What These Results Actually Mean

Reversing your score on an epigenetic clock is not the same thing as proving you’ll live longer or avoid disease. These clocks are statistical models trained on population data. They’re good at predicting health outcomes in groups, but they’re imperfect for any one individual. When GrimAge was added to traditional risk factors in a large disease prediction model, it improved classification accuracy by about 1.4 percentage points. That’s statistically meaningful but modest.

The field is also limited by small trial sizes. The TRIIM trial had only a handful of participants. The diet studies involved fewer than 50 people. The results are promising and consistent, but they need replication in larger, more diverse populations before anyone can say with certainty how much these changes matter for longevity.

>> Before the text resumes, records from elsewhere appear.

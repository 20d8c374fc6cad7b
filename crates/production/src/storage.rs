//! RocksDB persistence.
//!
//! Column families separate the persistent surfaces: block headers, block
//! bodies, per-block state-change lists, the current trie leaves, and
//! chain metadata. All writes for one committed block go through a single
//! atomic write batch; crash safety rides on RocksDB's WAL.

use byzcoin_core::{SkipchainStore, StoreError};
use byzcoin_darc::Darc;
use byzcoin_engine::{ContractRegistry, Executor};
use byzcoin_trie::Trie;
use byzcoin_types::{
    Block, BlockHeader, ChainConfig, ChainId, CollectiveSignature, DataBody, ForwardLink, Hash,
    InstanceId, Roster, StateChange, StateChangeKind, StateInstance,
};
use parity_scale_codec::{Decode, Encode};
use rocksdb::{ColumnFamily, ColumnFamilyDescriptor, Options, WriteBatch, DB};
use std::path::Path;
use std::sync::Arc;
use thiserror::Error;
use tracing::info;

const CF_HEADERS: &str = "headers";
const CF_BODIES: &str = "bodies";
const CF_STATE_CHANGES: &str = "state_changes";
const CF_TRIE: &str = "trie";
const CF_META: &str = "meta";

#[derive(Debug, Error)]
pub enum StorageError {
    #[error("database error: {0}")]
    Database(String),
    #[error("ERR_BAD_ENCODING: {0}")]
    Encoding(String),
    #[error(transparent)]
    Store(#[from] StoreError),
}

impl From<rocksdb::Error> for StorageError {
    fn from(e: rocksdb::Error) -> Self {
        StorageError::Database(e.to_string())
    }
}

fn chain_index_key(chain: ChainId, index: u64) -> Vec<u8> {
    let mut key = Vec::with_capacity(40);
    key.extend_from_slice(chain.0.as_bytes());
    key.extend_from_slice(&index.to_be_bytes());
    key
}

fn chain_prefix(chain: ChainId) -> Vec<u8> {
    chain.0.as_bytes().to_vec()
}

fn hash_index_key(chain: ChainId, hash: &Hash) -> Vec<u8> {
    let mut key = Vec::with_capacity(66);
    key.extend_from_slice(b"h:");
    key.extend_from_slice(chain.0.as_bytes());
    key.extend_from_slice(hash.as_bytes());
    key
}

fn head_key(chain: ChainId) -> Vec<u8> {
    let mut key = b"head:".to_vec();
    key.extend_from_slice(chain.0.as_bytes());
    key
}

fn roster_key(chain: ChainId, index: u64) -> Vec<u8> {
    let mut key = b"r:".to_vec();
    key.extend_from_slice(chain.0.as_bytes());
    key.extend_from_slice(&index.to_be_bytes());
    key
}

fn boot_key(chain: ChainId) -> Vec<u8> {
    let mut key = b"boot:".to_vec();
    key.extend_from_slice(chain.0.as_bytes());
    key
}

fn chains_key() -> Vec<u8> {
    b"chains".to_vec()
}

/// RocksDB-backed block and state storage for all chains of one node.
pub struct RocksDbStore {
    db: Arc<DB>,
}

impl RocksDbStore {
    /// Open or create the database at `path`.
    pub fn open<P: AsRef<Path>>(path: P) -> Result<Self, StorageError> {
        let mut opts = Options::default();
        opts.create_if_missing(true);
        opts.create_missing_column_families(true);

        let cf_descriptors: Vec<_> = [CF_HEADERS, CF_BODIES, CF_STATE_CHANGES, CF_TRIE, CF_META]
            .into_iter()
            .map(|name| ColumnFamilyDescriptor::new(name, Options::default()))
            .collect();

        let db = DB::open_cf_descriptors(&opts, path, cf_descriptors)?;
        Ok(Self { db: Arc::new(db) })
    }

    fn cf(&self, name: &str) -> Result<&ColumnFamily, StorageError> {
        self.db
            .cf_handle(name)
            .ok_or_else(|| StorageError::Database(format!("missing column family {}", name)))
    }

    /// Record a new chain's bootstrap data: genesis block, darc, config.
    pub fn create_chain(
        &self,
        genesis: &Block,
        darc: &Darc,
        config: &ChainConfig,
    ) -> Result<ChainId, StorageError> {
        let chain = ChainId(genesis.hash());
        let mut batch = WriteBatch::default();
        batch.put_cf(self.cf(CF_META)?, boot_key(chain), (darc, config).encode());

        let mut chains = self.chains()?;
        if !chains.contains(&chain) {
            chains.push(chain);
            batch.put_cf(self.cf(CF_META)?, chains_key(), chains.encode());
        }
        self.db.write(batch)?;

        // The genesis instances count as block 0's state changes, so the
        // trie column family reproduces the genesis root on reload.
        let executor = Executor::new(ContractRegistry::with_builtins());
        let mut trie = Trie::new();
        let (changes, _) = executor
            .execute_genesis(&mut trie, darc, config)
            .map_err(|e| StorageError::Database(e.to_string()))?;
        self.append_block(chain, genesis, &changes, &config.roster)?;
        info!(?chain, "chain created");
        Ok(chain)
    }

    /// Bootstrap data for a known chain.
    pub fn boot_data(&self, chain: ChainId) -> Result<(Darc, ChainConfig), StorageError> {
        let raw = self
            .db
            .get_cf(self.cf(CF_META)?, boot_key(chain))?
            .ok_or(StoreError::UnknownChain(chain))?;
        <(Darc, ChainConfig)>::decode(&mut raw.as_slice())
            .map_err(|e| StorageError::Encoding(e.to_string()))
    }

    /// All chains this node participates in.
    pub fn chains(&self) -> Result<Vec<ChainId>, StorageError> {
        match self.db.get_cf(self.cf(CF_META)?, chains_key())? {
            Some(raw) => Vec::<ChainId>::decode(&mut raw.as_slice())
                .map_err(|e| StorageError::Encoding(e.to_string())),
            None => Ok(Vec::new()),
        }
    }

    /// Persist one committed block with its state changes, atomically:
    /// header, body, state-change list, trie leaves, head pointer, hash
    /// index and roster snapshot.
    pub fn append_block(
        &self,
        chain: ChainId,
        block: &Block,
        state_changes: &[StateChange],
        roster: &Roster,
    ) -> Result<(), StorageError> {
        let index = block.header.index;
        let head = self.head_index(chain)?;
        match head {
            Some(head) if index != head + 1 => {
                return Err(StoreError::NotSequential { head, got: index }.into());
            }
            None if index != 0 => {
                return Err(StoreError::NotSequential { head: 0, got: index }.into());
            }
            _ => {}
        }

        let key = chain_index_key(chain, index);
        let mut batch = WriteBatch::default();
        batch.put_cf(self.cf(CF_HEADERS)?, &key, block.header.encode());
        batch.put_cf(self.cf(CF_BODIES)?, &key, block.body.encode());
        batch.put_cf(self.cf(CF_STATE_CHANGES)?, &key, state_changes.encode());
        batch.put_cf(
            self.cf(CF_META)?,
            hash_index_key(chain, &block.hash()),
            index.to_be_bytes(),
        );
        batch.put_cf(self.cf(CF_META)?, head_key(chain), index.to_be_bytes());
        batch.put_cf(self.cf(CF_META)?, roster_key(chain, index), roster.encode());

        // Mirror the state changes into the trie column family so the trie
        // can be rebuilt without replaying every block.
        for change in state_changes {
            let mut leaf_key = chain_prefix(chain);
            leaf_key.extend_from_slice(change.instance_id.as_bytes());
            let instance = StateInstance {
                contract_id: change.contract_id.clone(),
                version: change.version,
                value: change.value.clone(),
                darc_id: change.darc_id,
                tombstone: change.kind == StateChangeKind::Remove,
            };
            batch.put_cf(self.cf(CF_TRIE)?, leaf_key, instance.encode());
        }

        self.db.write(batch)?;
        Ok(())
    }

    fn head_index(&self, chain: ChainId) -> Result<Option<u64>, StorageError> {
        match self.db.get_cf(self.cf(CF_META)?, head_key(chain))? {
            Some(raw) => {
                let bytes: [u8; 8] = raw
                    .as_slice()
                    .try_into()
                    .map_err(|_| StorageError::Encoding("bad head pointer".into()))?;
                Ok(Some(u64::from_be_bytes(bytes)))
            }
            None => Ok(None),
        }
    }

    fn header_at(&self, chain: ChainId, index: u64) -> Result<BlockHeader, StorageError> {
        let raw = self
            .db
            .get_cf(self.cf(CF_HEADERS)?, chain_index_key(chain, index))?
            .ok_or(StoreError::UnknownChain(chain))?;
        BlockHeader::decode(&mut raw.as_slice()).map_err(|e| StorageError::Encoding(e.to_string()))
    }

    fn block_at(&self, chain: ChainId, index: u64) -> Result<Block, StorageError> {
        let header = self.header_at(chain, index)?;
        let raw = self
            .db
            .get_cf(self.cf(CF_BODIES)?, chain_index_key(chain, index))?
            .ok_or(StoreError::UnknownChain(chain))?;
        let body =
            DataBody::decode(&mut raw.as_slice()).map_err(|e| StorageError::Encoding(e.to_string()))?;
        Ok(Block { header, body })
    }

    fn roster_at(&self, chain: ChainId, index: u64) -> Result<Roster, StorageError> {
        let raw = self
            .db
            .get_cf(self.cf(CF_META)?, roster_key(chain, index))?
            .ok_or(StoreError::UnknownChain(chain))?;
        Roster::decode(&mut raw.as_slice()).map_err(|e| StorageError::Encoding(e.to_string()))
    }

    /// The state-change list of one block, for audit replay and catch-up.
    pub fn state_changes_at(
        &self,
        chain: ChainId,
        index: u64,
    ) -> Result<Vec<StateChange>, StorageError> {
        let raw = self
            .db
            .get_cf(self.cf(CF_STATE_CHANGES)?, chain_index_key(chain, index))?
            .ok_or(StoreError::UnknownChain(chain))?;
        Vec::<StateChange>::decode(&mut raw.as_slice())
            .map_err(|e| StorageError::Encoding(e.to_string()))
    }

    /// Rebuild the in-memory trie from the persisted leaves.
    pub fn load_trie(&self, chain: ChainId) -> Result<Trie, StorageError> {
        let prefix = chain_prefix(chain);
        let mut trie = Trie::new();
        let iter = self.db.iterator_cf(
            self.cf(CF_TRIE)?,
            rocksdb::IteratorMode::From(&prefix, rocksdb::Direction::Forward),
        );
        for item in iter {
            let (key, value) = item?;
            if !key.starts_with(&prefix) {
                break;
            }
            let id_bytes: [u8; 32] = key[prefix.len()..]
                .try_into()
                .map_err(|_| StorageError::Encoding("bad trie key".into()))?;
            let instance = StateInstance::decode(&mut value.as_ref())
                .map_err(|e| StorageError::Encoding(e.to_string()))?;
            trie.load_leaf(InstanceId(id_bytes), instance)
                .map_err(|e| StorageError::Database(e.to_string()))?;
        }
        Ok(trie)
    }

    /// The largest power-of-two hop from `from` toward `to`.
    fn hop(from: u64, to: u64) -> u64 {
        debug_assert!(from < to);
        let mut step = 1u64;
        while from % (step * 2) == 0 && from + step * 2 <= to {
            step *= 2;
        }
        step
    }

    fn link(&self, chain: ChainId, from: u64, to: u64) -> Result<ForwardLink, StorageError> {
        let from_header = self.header_at(chain, from)?;
        let to_header = self.header_at(chain, to)?;
        let signature: CollectiveSignature = to_header
            .signature
            .clone()
            .ok_or_else(|| StoreError::Corrupted(format!("unsigned block at {}", to)))?;
        let from_roster = self.roster_at(chain, from)?;
        let to_roster = self.roster_at(chain, to)?;
        Ok(ForwardLink {
            from: from_header.hash(),
            to: to_header.hash(),
            to_index: to,
            new_roster: (from_roster != to_roster).then_some(to_roster),
            signature,
        })
    }
}

impl SkipchainStore for RocksDbStore {
    fn append(&self, chain_id: ChainId, block: &Block) -> Result<(), StoreError> {
        let roster = self
            .roster_at(chain_id, block.header.index.saturating_sub(1))
            .map_err(|e| StoreError::Corrupted(e.to_string()))?;
        self.append_block(chain_id, block, &[], &roster)
            .map_err(|e| StoreError::Corrupted(e.to_string()))
    }

    fn get_by_hash(&self, chain_id: ChainId, hash: &Hash) -> Result<Block, StoreError> {
        let raw = self
            .db
            .get_cf(
                self.cf(CF_META).map_err(|e| StoreError::Corrupted(e.to_string()))?,
                hash_index_key(chain_id, hash),
            )
            .map_err(|e| StoreError::Corrupted(e.to_string()))?
            .ok_or(StoreError::UnknownBlock(*hash))?;
        let bytes: [u8; 8] = raw
            .as_slice()
            .try_into()
            .map_err(|_| StoreError::Corrupted("bad hash index".into()))?;
        self.get_by_index(chain_id, u64::from_be_bytes(bytes))
    }

    fn get_by_index(&self, chain_id: ChainId, index: u64) -> Result<Block, StoreError> {
        self.block_at(chain_id, index)
            .map_err(|e| StoreError::Corrupted(e.to_string()))
    }

    fn get_latest(&self, chain_id: ChainId) -> Result<Block, StoreError> {
        let head = self
            .head_index(chain_id)
            .map_err(|e| StoreError::Corrupted(e.to_string()))?
            .ok_or(StoreError::UnknownChain(chain_id))?;
        self.get_by_index(chain_id, head)
    }

    /// Forward links are derived, not stored: every hop's signature is the
    /// target block's collective signature, so a link at any level can be
    /// synthesized from the blocks themselves. The path doubles its stride
    /// where alignment allows, giving a logarithmic walk.
    fn follow_links(
        &self,
        chain_id: ChainId,
        from: u64,
        to: u64,
    ) -> Result<Vec<ForwardLink>, StoreError> {
        let mut links = Vec::new();
        let mut cursor = from;
        while cursor < to {
            let next = cursor + Self::hop(cursor, to);
            links.push(
                self.link(chain_id, cursor, next)
                    .map_err(|e| StoreError::Corrupted(e.to_string()))?,
            );
            cursor = next;
        }
        Ok(links)
    }
}

#[cfg(test)]
mod tests {
    use super::*;

    #[test]
    fn hop_doubles_on_alignment() {
        assert_eq!(RocksDbStore::hop(0, 1), 1);
        assert_eq!(RocksDbStore::hop(0, 8), 8);
        assert_eq!(RocksDbStore::hop(0, 13), 8);
        assert_eq!(RocksDbStore::hop(8, 13), 4);
        assert_eq!(RocksDbStore::hop(12, 13), 1);
        assert_eq!(RocksDbStore::hop(3, 13), 1);
        assert_eq!(RocksDbStore::hop(4, 13), 4);
    }
}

What is clear is that biological age is malleable. It responds to what you eat, how you move, how well you sleep, and how you manage stress. The interventions with the best evidence so far are also the most accessible: a nutrient-dense diet heavy in vegetables, regular physical activity, quality sleep, and time-restricted eating. Whether pharmaceutical or genetic approaches will eventually offer more dramatic results remains to be seen, but the foundation of age reversal, as far as current science can measure it, starts with how you live.